◆ What is needed ◆
In the material below, find each line holding the string "freed" and copy it.

----- Material for the task

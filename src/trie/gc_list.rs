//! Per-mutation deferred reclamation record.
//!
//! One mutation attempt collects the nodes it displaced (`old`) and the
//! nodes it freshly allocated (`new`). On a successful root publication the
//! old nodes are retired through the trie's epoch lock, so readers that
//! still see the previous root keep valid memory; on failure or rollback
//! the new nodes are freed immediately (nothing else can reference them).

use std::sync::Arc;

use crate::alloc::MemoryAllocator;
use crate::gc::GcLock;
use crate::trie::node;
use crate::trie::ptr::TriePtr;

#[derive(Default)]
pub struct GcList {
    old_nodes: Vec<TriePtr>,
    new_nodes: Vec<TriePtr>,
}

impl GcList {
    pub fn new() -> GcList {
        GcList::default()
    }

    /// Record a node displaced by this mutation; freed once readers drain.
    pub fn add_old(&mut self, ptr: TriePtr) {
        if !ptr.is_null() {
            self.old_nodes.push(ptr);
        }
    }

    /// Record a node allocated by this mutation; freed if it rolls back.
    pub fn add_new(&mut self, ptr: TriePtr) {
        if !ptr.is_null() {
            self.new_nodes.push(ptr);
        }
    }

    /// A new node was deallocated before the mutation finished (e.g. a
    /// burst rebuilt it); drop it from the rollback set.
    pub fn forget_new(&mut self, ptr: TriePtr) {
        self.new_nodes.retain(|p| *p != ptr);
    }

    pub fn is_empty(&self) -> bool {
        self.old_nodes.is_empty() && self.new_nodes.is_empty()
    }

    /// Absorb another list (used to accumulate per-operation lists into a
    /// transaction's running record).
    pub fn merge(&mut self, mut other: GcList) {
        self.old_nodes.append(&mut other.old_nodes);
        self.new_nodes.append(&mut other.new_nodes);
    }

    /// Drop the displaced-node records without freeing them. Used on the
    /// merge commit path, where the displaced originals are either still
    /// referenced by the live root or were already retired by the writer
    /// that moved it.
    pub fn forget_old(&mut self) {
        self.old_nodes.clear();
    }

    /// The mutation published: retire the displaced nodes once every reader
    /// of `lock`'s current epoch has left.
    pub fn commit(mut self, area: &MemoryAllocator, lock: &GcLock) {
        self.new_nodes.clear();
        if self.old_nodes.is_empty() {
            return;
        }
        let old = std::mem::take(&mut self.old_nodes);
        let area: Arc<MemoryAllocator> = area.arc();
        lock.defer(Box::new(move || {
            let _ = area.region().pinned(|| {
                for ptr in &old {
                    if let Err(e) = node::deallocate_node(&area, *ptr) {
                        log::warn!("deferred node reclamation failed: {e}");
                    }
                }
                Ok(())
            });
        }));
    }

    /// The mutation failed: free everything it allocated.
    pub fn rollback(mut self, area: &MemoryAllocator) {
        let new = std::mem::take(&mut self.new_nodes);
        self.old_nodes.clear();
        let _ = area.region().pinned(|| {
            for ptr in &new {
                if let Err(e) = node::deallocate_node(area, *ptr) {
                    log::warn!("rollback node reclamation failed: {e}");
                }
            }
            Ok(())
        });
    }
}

----------
----- Material for the task

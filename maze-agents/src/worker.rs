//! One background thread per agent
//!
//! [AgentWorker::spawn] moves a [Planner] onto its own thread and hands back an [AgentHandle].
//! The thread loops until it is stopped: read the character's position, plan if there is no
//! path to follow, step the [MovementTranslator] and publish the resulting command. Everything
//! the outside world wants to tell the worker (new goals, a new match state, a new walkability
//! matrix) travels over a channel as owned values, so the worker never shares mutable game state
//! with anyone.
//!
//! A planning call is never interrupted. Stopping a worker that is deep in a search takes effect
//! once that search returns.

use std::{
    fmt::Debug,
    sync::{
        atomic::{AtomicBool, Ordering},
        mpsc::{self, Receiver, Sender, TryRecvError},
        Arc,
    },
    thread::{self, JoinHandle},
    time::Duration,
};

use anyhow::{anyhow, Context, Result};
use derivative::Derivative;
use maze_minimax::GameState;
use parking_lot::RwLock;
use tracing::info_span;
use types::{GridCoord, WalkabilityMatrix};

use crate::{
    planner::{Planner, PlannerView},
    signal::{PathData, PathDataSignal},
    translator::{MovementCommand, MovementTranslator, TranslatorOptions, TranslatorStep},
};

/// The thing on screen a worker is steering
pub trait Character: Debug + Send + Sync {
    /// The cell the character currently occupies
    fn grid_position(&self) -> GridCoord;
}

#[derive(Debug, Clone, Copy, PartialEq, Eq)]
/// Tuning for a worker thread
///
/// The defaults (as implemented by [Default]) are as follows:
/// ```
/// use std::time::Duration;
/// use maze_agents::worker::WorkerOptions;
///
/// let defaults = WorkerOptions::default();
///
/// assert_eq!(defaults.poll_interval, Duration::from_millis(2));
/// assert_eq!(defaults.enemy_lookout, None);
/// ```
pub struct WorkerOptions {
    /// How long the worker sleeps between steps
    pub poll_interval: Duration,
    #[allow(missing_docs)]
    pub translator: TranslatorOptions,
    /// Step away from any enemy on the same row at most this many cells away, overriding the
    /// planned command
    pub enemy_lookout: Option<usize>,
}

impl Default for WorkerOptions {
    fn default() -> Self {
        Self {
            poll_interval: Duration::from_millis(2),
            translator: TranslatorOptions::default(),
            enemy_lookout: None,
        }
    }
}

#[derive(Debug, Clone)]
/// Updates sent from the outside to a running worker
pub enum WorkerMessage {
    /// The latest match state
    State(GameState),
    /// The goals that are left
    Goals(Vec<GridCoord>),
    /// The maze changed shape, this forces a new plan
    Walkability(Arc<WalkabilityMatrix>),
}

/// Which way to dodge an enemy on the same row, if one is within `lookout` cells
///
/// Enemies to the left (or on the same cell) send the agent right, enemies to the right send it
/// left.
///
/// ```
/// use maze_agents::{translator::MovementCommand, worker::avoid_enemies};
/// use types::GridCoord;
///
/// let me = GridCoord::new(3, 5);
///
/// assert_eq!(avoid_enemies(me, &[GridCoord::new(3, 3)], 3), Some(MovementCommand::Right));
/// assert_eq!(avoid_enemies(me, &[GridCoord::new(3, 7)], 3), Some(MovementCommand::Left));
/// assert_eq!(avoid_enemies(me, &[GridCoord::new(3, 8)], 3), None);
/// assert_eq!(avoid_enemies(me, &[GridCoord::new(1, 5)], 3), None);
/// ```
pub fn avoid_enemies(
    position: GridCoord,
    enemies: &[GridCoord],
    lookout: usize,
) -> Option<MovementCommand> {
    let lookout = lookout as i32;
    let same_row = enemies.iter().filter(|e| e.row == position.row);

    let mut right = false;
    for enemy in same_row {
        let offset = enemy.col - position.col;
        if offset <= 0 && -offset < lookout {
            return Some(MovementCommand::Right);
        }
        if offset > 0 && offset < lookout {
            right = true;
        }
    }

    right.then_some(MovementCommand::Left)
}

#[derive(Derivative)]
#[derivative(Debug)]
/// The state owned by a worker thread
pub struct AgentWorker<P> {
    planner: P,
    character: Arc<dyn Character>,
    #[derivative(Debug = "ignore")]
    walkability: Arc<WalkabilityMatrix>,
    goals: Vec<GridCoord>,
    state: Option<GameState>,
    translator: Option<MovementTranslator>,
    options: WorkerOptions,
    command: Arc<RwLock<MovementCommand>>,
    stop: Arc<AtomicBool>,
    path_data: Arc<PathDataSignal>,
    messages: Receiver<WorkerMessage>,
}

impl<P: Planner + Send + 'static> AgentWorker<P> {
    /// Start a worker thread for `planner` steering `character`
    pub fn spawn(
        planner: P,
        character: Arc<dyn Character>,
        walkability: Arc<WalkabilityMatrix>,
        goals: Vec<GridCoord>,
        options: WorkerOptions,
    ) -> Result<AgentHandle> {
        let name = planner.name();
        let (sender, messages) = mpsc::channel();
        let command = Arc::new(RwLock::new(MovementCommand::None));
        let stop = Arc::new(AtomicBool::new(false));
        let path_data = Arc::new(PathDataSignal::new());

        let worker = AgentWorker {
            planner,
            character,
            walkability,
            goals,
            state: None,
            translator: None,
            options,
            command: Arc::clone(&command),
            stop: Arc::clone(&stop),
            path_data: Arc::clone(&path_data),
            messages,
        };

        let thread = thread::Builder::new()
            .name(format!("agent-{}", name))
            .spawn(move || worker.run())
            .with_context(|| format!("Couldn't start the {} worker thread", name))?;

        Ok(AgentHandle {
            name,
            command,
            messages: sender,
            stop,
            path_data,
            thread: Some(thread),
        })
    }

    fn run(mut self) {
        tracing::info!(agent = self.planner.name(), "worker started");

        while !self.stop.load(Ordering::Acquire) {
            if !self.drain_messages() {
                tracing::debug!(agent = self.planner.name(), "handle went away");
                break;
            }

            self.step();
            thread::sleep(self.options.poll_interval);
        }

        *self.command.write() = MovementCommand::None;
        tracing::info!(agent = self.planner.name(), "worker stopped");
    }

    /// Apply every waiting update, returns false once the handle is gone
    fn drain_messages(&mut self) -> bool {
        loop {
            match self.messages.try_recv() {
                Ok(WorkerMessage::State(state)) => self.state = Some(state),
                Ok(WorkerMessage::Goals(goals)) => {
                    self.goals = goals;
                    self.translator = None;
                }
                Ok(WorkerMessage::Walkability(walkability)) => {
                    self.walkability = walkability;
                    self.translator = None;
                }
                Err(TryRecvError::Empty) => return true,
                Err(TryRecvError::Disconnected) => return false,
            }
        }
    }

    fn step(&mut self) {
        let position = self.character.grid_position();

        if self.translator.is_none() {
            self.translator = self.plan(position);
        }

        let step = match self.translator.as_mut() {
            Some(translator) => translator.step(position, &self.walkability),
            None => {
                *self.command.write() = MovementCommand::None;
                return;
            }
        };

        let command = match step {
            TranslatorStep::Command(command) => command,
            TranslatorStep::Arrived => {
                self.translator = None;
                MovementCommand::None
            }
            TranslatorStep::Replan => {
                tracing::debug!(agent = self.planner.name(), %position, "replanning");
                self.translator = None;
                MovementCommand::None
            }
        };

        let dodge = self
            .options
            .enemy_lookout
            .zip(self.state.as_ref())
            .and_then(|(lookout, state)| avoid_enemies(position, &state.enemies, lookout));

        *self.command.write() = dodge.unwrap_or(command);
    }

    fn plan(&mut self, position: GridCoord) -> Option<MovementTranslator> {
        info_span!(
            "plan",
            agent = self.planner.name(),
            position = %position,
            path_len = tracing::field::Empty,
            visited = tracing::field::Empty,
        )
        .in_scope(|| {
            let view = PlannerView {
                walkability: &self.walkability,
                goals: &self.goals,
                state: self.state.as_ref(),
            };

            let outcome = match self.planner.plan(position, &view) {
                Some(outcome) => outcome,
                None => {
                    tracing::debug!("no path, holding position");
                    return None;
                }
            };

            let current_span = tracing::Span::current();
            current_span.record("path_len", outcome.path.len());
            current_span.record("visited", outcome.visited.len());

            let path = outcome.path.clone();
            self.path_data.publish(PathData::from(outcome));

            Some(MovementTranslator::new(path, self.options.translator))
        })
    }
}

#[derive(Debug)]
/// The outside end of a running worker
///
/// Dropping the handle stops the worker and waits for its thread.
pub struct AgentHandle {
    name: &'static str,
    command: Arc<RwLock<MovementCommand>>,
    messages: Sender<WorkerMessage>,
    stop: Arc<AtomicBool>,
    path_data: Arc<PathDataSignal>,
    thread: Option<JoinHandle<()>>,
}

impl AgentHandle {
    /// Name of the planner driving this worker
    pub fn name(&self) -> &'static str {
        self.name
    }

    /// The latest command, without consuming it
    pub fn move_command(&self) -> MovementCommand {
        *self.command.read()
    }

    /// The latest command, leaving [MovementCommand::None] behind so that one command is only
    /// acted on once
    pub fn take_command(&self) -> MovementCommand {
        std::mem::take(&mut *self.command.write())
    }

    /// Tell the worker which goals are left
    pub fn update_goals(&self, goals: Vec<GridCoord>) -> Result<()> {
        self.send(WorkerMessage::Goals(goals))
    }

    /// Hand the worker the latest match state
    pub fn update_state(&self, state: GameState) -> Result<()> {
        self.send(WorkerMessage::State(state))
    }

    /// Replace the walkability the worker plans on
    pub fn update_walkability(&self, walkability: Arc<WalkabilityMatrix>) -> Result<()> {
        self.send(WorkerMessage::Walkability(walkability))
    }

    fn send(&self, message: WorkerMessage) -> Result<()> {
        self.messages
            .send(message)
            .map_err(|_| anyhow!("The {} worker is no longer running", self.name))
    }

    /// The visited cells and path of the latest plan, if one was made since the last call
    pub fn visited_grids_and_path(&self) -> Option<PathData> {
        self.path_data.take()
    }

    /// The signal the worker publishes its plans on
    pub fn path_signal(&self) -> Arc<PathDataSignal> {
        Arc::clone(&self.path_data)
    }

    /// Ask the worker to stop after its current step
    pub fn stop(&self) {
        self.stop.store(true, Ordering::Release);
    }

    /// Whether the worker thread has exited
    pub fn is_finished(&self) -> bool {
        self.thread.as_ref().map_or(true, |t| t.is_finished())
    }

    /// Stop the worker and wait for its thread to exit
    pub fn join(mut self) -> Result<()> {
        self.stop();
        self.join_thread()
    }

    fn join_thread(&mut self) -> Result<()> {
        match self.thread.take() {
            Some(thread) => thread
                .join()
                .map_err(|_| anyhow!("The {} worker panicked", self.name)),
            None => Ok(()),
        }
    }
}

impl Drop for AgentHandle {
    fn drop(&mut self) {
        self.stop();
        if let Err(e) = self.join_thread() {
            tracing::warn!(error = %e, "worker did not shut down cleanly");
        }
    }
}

----------

◆ Expected answer ◆
//! the new nodes are freed immediately (nothing else can reference them).
    /// Record a node displaced by this mutation; freed once readers drain.
    /// Record a node allocated by this mutation; freed if it rolls back.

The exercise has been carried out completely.